OPINION

Reading between the reels

"The course will instill a sense of aesthetics and history to students of Film Studies." Picture shows students in the JNU campus.— Photo: Meeta Ahlawat  

Most people watch films for entertainment but some prefer to go deeper, to understand the hidden messages that cinematic narratives may contain, or to analyse the socio-political statements that popular cinema often makes. Jawaharlal Nehru University’s (JNU) School of Arts and Aesthetics (SAA) has announced that it will be introducing three new Masters programmes — in Art History and Visual Studies; in Film, Television and New Media Studies; and in Theatre and Performance Studies. This is a welcome step, as it will enable serious film scholarship to grow in a country where Film Studies barely exists.

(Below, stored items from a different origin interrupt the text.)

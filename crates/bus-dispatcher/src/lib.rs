//! `bus-dispatcher` — per-channel response coordination state machine
//! (C7): mention detection, claim-gated invocation, chunked delivery.

pub mod error;
pub mod manager;
pub mod mention;
pub mod outbound;
pub mod prompt;
pub mod types;

pub use error::{DispatcherError, Result};
pub use manager::Dispatcher;
pub use mention::is_mention;
pub use outbound::{chunk_reply, OutboundSink};
pub use prompt::{build_prompt, strip_framing};
pub use types::{ChannelEvent, DispatchState, IncomingMessage};
//! `bus-debounce` — per-channel message batching with an escalating,
//! topology-aware wait (C5).

pub mod manager;
pub mod topology;
pub mod types;

pub use manager::{BatchReady, Batcher};
pub use topology::TopologyTracker;
pub use types::{BatchedMessage, Topology};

Currently the School offers a Masters course in Arts and Aesthetics under which three streams are taught — Cinema Studies, Theatre and Performance Studies, and Visual Studies. The new programmes aim to make each of these a specialisation. However, as Professor Ira Bhaskar at SAA says, the university does not want to lose the “interdisciplinary vision of these disciplines” either. With 16 seats available in each course, the proposal has been approved by JNU’s Academic Council, but the Executive Council is yet to ratify it. “It will meet by the end of this year. But by then it will be too late to advertise the courses for next year. So we will introduce them in 2017,” says Prof. Bhaskar.

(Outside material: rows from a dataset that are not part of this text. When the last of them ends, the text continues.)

use chrono::{DateTime, Utc};
use serde::{Deserialize, Serialize};
use serde_json::Value;

/// A single hit returned by any [`crate::layer::MemoryLayer::search`].
#[derive(Debug, Clone, Serialize, Deserialize)]
pub struct LayerResult {
    pub content: String,
    pub source: String,
    pub relevance: f64,
    #[serde(default)]
    pub metadata: Value,
}

/// Health probe result for a single layer or back end.
#[derive(Debug, Clone, Serialize, Deserialize)]
pub struct HealthStatus {
    pub available: bool,
    pub message: String,
    #[serde(default)]
    pub details: Value,
}

impl HealthStatus {
    pub fn ok(message: impl Into<String>) -> Self {
        Self { available: true, message: message.into(), details: Value::Null }
    }

    pub fn unavailable(message: impl Into<String>) -> Self {
        Self { available: false, message: message.into(), details: Value::Null }
    }
}

/// Qualitative unsummarised-backlog tag attached to every ambient recall
/// bundle.
#[derive(Debug, Clone, Copy, PartialEq, Eq, Serialize, Deserialize)]
#[serde(rename_all = "lowercase")]
pub enum MemoryHealth {
    Critical,
    Recommended,
    Healthy,
}

impl MemoryHealth {
    pub fn from_unsummarized_count(count: i64) -> Self {
        if count > 200 {
            MemoryHealth::Critical
        } else if count > 100 {
            MemoryHealth::Recommended
        } else {
            MemoryHealth::Healthy
        }
    }
}

impl std::fmt::Display for MemoryHealth {
    fn fmt(&self, f: &mut std::fmt::Formatter<'_>) -> std::fmt::Result {
        match self {
            MemoryHealth::Critical => write!(f, "critical"),
            MemoryHealth::Recommended => write!(f, "recommended"),
            MemoryHealth::Healthy => write!(f, "healthy"),
        }
    }
}

/// Synthesised wall-clock block attached to every ambient recall bundle.
#[derive(Debug, Clone, Serialize, Deserialize)]
pub struct ClockBlock {
    pub utc: DateTime<Utc>,
    pub display: String,
    pub time_of_day_note: Option<String>,
}

impl ClockBlock {
    pub fn now() -> Self {
        let utc = Utc::now();
        let display = utc.format("%Y-%m-%d %H:%M:%S UTC").to_string();
        let hour = utc.format("%H").to_string().parse::<u32>().unwrap_or(12);
        let time_of_day_note = if hour >= 23 || hour < 5 {
            Some("late night / early morning hours".to_string())
        } else {
            None
        };
        Self { utc, display, time_of_day_note }
    }
}

#[derive(Debug, Clone, Serialize, Deserialize)]
pub struct SummaryView {
    pub id: i64,
    pub text: String,
    pub time_span_start: String,
    pub time_span_end: String,
}

#[derive(Debug, Clone, Serialize, Deserialize)]
pub struct UnsummarizedTurn {
    pub id: i64,
    pub author: String,
    pub content: String,
    pub created_at: String,
}

/// The structured bundle returned by ambient recall.
#[derive(Debug, Clone, Serialize, Deserialize)]
pub struct AmbientRecallBundle {
    pub clock: ClockBlock,
    pub unsummarized_count: i64,
    pub memory_health: MemoryHealth,
    pub results: Vec<LayerResult>,
    pub summaries: Vec<SummaryView>,
    pub unsummarized_turns: Vec<UnsummarizedTurn>,
}

/// Returned by [`crate::anchors::AnchorsLayer::list`].
#[derive(Debug, Clone, Serialize, Deserialize, Default)]
pub struct AnchorListing {
    pub disk_files: Vec<String>,
    pub store_entries: Vec<String>,
    pub orphans: Vec<String>,
    pub missing: Vec<String>,
    pub synced: Vec<String>,
}

/// A graph entity, reused by `(name, group)` — see
/// [`crate::graph::GraphLayer::add_triplet`].
#[derive(Debug, Clone, Serialize, Deserialize)]
pub struct GraphEntity {
    pub uuid: String,
    pub name: String,
    pub group: String,
    pub entity_type: Option<String>,
}

#[derive(Debug, Clone, Serialize, Deserialize)]
pub struct GraphEdge {
    pub uuid: String,
    pub source_uuid: String,
    pub relation: String,
    pub target_uuid: String,
    pub fact: Option<String>,
    pub created_at: DateTime<Utc>,
}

She adds about the Film, Television and New Media Studies course, “Today the delivery systems are completely different. You watch films on television and on your tablets. This changed media environment has to be taken into account.” A student can take as many as 14 courses in the subject of specialisation; 10 is the minimum. Right now, in the integrated course, students take a maximum of five or six subjects of specialisation. “We felt our students are generalists, but not fully trained in these disciplines. Our main idea is to train them in a holitistic way and not just teach them a little of each discipline,” she says.

But why the need for cinema studies? “Films are intervening in a socio-political discourse. Pyaasa is a trenchant critique of capitalist culture. So is Shree 420 . Popular culture can be political. Look at Jodhaa Akbar . It is a big Bollywood film, but is making a point about tolerance. It is about the future of India,” says Prof. Bhaskar.

At present, the avenues for a Film Studies student are similar to those available to a student of Literature: academics or journalism. However, Prof. Bhaskar feels even film companies will value professionals who have a background in film studies. “I remember when I was doing my Ph.D in the U.S. and was also a teaching assistant in New York University, there was a student who wanted to study films, but his passion was in costume design. He is Arjun Bhasin, one of the biggest costume designers in the Mumbai film industry. He also works internationally. He has a sense of design but he knows its history as well. That way a student who knows the history of cinema can intervene on the production side in a qualified way,” she says.

Students of film production learn about technology, but they don’t have a good enough sense of aesthetics and history, she feels. This is what the new course in JNU hopes to offer.